%%
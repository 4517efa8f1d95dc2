// Copyright (c) 2025 Fabstir
// SPDX-License-Identifier: BUSL-1.1
//! Conversational fix suggestions
//!
//! Turns a flagged metric into short advice addressed to the page owner,
//! using the same chat backend as the LLM oracle. Tip failures never abort a
//! run; they come back as an inline error string.

use tracing::{debug, warn};

use crate::audit::language::language_name;
use crate::audit::types::{KeywordScope, Metric, MetricRecord};
use crate::keywords::KeywordAssignment;
use crate::oracle::{ChatClient, OracleConfig, OracleError, OracleRateLimiter};

const TIP_SYSTEM_PROMPT: &str = "You are a friendly SEO content advisor.";
const TIP_TEMPERATURE: f32 = 0.1;

/// One flagged metric to explain
#[derive(Debug, Clone, PartialEq)]
pub struct TipRequest {
    pub metric: Metric,
    pub recommendation: String,
    /// Current page content for the metric
    pub example: String,
    /// Keywords the advice should use, for keyword metrics only
    pub keywords: Option<Vec<String>>,
    /// ISO 639-1 code of the page
    pub language: String,
}

impl TipRequest {
    /// Build a request, scoping keywords to the metric
    pub fn for_metric(
        metric: Metric,
        record: &MetricRecord,
        assignment: &KeywordAssignment,
        language: &str,
    ) -> Self {
        let keywords = match metric.keyword_scope() {
            KeywordScope::Primary if assignment.has_primary() => {
                Some(vec![assignment.primary.clone()])
            }
            KeywordScope::Secondary if assignment.has_secondary() => {
                Some(assignment.secondary.clone())
            }
            _ => None,
        };

        Self {
            metric,
            recommendation: record.recommendation.clone(),
            example: record.example.clone(),
            keywords,
            language: language.to_string(),
        }
    }

    /// User prompt sent to the chat model
    pub fn prompt(&self) -> String {
        let metric = self.metric.name();
        let current = &self.example;

        let mut prompt = format!(
            "You are an SEO consultant, specialized in clear communication and practical solutions. \
             A page owner sees this raw issue for '{}':\n\n    {} because this is the current version \
             of the metric: {} \n\n",
            metric, self.recommendation, current
        );

        if let Some(keywords) = self.keywords.as_ref().filter(|k| !k.is_empty()) {
            prompt.push_str(&format!(
                "If there are keyword related issues, here are the keywords to include: {}\n\n",
                keywords.join(", ")
            ));
        }

        prompt.push_str(
            "Your task is to transform this technical issue into a straightforward, conversational \
             explanation for the page owner. Clearly articulate what the problem is and, more \
             importantly, **how they can fix it themselves with concrete, actionable steps and \
             examples.**\n\
             When explaining and suggesting, ensure you:\n\
             -   **Explain the 'Why':** Briefly touch on *why* this problem matters for their \
             website's SEO and user experience.\n\
             -   **Direct Address:** Speak directly to the page owner (e.g., 'Your page title...', \
             'You can do this by...').\n\
             -   **Actionable Steps:** Provide step-by-step instructions or clear tasks they can perform.\n",
        );
        prompt.push_str(&format!(
            "-   **Concrete Examples:** Offer specific, ready-to-use examples for titles, descriptions, \
             content snippets, or structural changes. Make sure that all examples are directly \
             connected to {} and not some general examples.\n",
            current
        ));
        prompt.push_str(
            "-   **Quantifiable Advice:** Include numbers, lengths, or counts where relevant (e.g., \
             'aim for 45-60 characters', 'add 2-3 bullet points').\n\
             -   **Focus on 'How-To':** The primary goal is to empower the page owner to take \
             immediate, effective action.\n",
        );
        prompt.push_str(&format!(
            "For every {} write max 7 sentences. Write the examples in {}.",
            metric,
            language_name(&self.language)
        ));
        prompt
    }
}

/// Generates advisor prose for flagged metrics
pub struct TipGenerator {
    client: ChatClient,
    rate_limiter: OracleRateLimiter,
}

impl TipGenerator {
    /// Create a tip generator; requires an API key
    pub fn new(config: &OracleConfig) -> Result<Self, OracleError> {
        if !config.is_configured() {
            return Err(OracleError::NotConfigured(
                "OPENAI_API_KEY is required for tips".to_string(),
            ));
        }

        Ok(Self {
            client: ChatClient::new(config)?,
            rate_limiter: OracleRateLimiter::new(config.rate_limit_per_minute),
        })
    }

    /// Advice text, or `(Error getting tip: ...)` on failure
    pub async fn tip(&self, request: &TipRequest) -> String {
        self.rate_limiter.wait().await;
        debug!("Requesting tip for '{}'", request.metric);

        match self
            .client
            .complete(TIP_SYSTEM_PROMPT, &request.prompt(), TIP_TEMPERATURE)
            .await
        {
            Ok(tip) => tip,
            Err(e) => {
                warn!("Tip generation failed for '{}': {}", request.metric, e);
                format!("(Error getting tip: {})", e)
            }
        }
    }
}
%%
> _TASK DETAILS_: Give the entries once more, exactly as they appear.

> _THE ANSWER_:
repository 4517efa8f1d95dc2
// Copyright (c) 2025 Fabstir
// SPDX-License-Identifier: BUSL-1.1
//! Conversational fix suggestions
//!
//! Turns a flagged metric into short advice addressed to the page owner,
//! using the same chat backend as the LLM oracle. Tip failures never abort a
//! run; they come back as an inline error string.

use tracing::{debug, warn};

use crate::audit::language::language_name;
use crate::audit::types::{KeywordScope, Metric, MetricRecord};
use crate::keywords::KeywordAssignment;
use crate::oracle::{ChatClient, OracleConfig, OracleError, OracleRateLimiter};

const TIP_SYSTEM_PROMPT: &str = "You are a friendly SEO content advisor.";
const TIP_TEMPERATURE: f32 = 0.1;

/// One flagged metric to explain
#[derive(Debug, Clone, PartialEq)]
pub struct TipRequest {
    pub metric: Metric,
    pub recommendation: String,
    /// Current page content for the metric
    pub example: String,
    /// Keywords the advice should use, for keyword metrics only
    pub keywords: Option<Vec<String>>,
    /// ISO 639-1 code of the page
    pub language: String,
}

impl TipRequest {
    /// Build a request, scoping keywords to the metric
    pub fn for_metric(
        metric: Metric,
        record: &MetricRecord,
        assignment: &KeywordAssignment,
        language: &str,
    ) -> Self {
        let keywords = match metric.keyword_scope() {
            KeywordScope::Primary if assignment.has_primary() => {
                Some(vec![assignment.primary.clone()])
            }
            KeywordScope::Secondary if assignment.has_secondary() => {
                Some(assignment.secondary.clone())
            }
            _ => None,
        };

        Self {
            metric,
            recommendation: record.recommendation.clone(),
            example: record.example.clone(),
            keywords,
            language: language.to_string(),
        }
    }

    /// User prompt sent to the chat model
    pub fn prompt(&self) -> String {
        let metric = self.metric.name();
        let current = &self.example;

        let mut prompt = format!(
            "You are an SEO consultant, specialized in clear communication and practical solutions. \
             A page owner sees this raw issue for '{}':\n\n    {} because this is the current version \
             of the metric: {} \n\n",
            metric, self.recommendation, current
        );

        if let Some(keywords) = self.keywords.as_ref().filter(|k| !k.is_empty()) {
            prompt.push_str(&format!(
                "If there are keyword related issues, here are the keywords to include: {}\n\n",
                keywords.join(", ")
            ));
        }

        prompt.push_str(
            "Your task is to transform this technical issue into a straightforward, conversational \
             explanation for the page owner. Clearly articulate what the problem is and, more \
             importantly, **how they can fix it themselves with concrete, actionable steps and \
             examples.**\n\
             When explaining and suggesting, ensure you:\n\
             -   **Explain the 'Why':** Briefly touch on *why* this problem matters for their \
             website's SEO and user experience.\n\
             -   **Direct Address:** Speak directly to the page owner (e.g., 'Your page title...', \
             'You can do this by...').\n\
             -   **Actionable Steps:** Provide step-by-step instructions or clear tasks they can perform.\n",
        );
        prompt.push_str(&format!(
            "-   **Concrete Examples:** Offer specific, ready-to-use examples for titles, descriptions, \
             content snippets, or structural changes. Make sure that all examples are directly \
             connected to {} and not some general examples.\n",
            current
        ));
        prompt.push_str(
            "-   **Quantifiable Advice:** Include numbers, lengths, or counts where relevant (e.g., \
             'aim for 45-60 characters', 'add 2-3 bullet points').\n\
             -   **Focus on 'How-To':** The primary goal is to empower the page owner to take \
             immediate, effective action.\n",
        );
        prompt.push_str(&format!(
            "For every {} write max 7 sentences. Write the examples in {}.",
            metric,
            language_name(&self.language)
        ));
        prompt
    }
}

/// Generates advisor prose for flagged metrics
pub struct TipGenerator {
    client: ChatClient,
    rate_limiter: OracleRateLimiter,
}

impl TipGenerator {
    /// Create a tip generator; requires an API key
    pub fn new(config: &OracleConfig) -> Result<Self, OracleError> {
        if !config.is_configured() {
            return Err(OracleError::NotConfigured(
                "OPENAI_API_KEY is required for tips".to_string(),
            ));
        }

        Ok(Self {
            client: ChatClient::new(config)?,
            rate_limiter: OracleRateLimiter::new(config.rate_limit_per_minute),
        })
    }

    /// Advice text, or `(Error getting tip: ...)` on failure
    pub async fn tip(&self, request: &TipRequest) -> String {
        self.rate_limiter.wait().await;
        debug!("Requesting tip for '{}'", request.metric);

        match self
            .client
            .complete(TIP_SYSTEM_PROMPT, &request.prompt(), TIP_TEMPERATURE)
            .await
        {
            Ok(tip) => tip,
            Err(e) => {
                warn!("Tip generation failed for '{}': {}", request.metric, e);
                format!("(Error getting tip: {})", e)
            }
        }
    }
}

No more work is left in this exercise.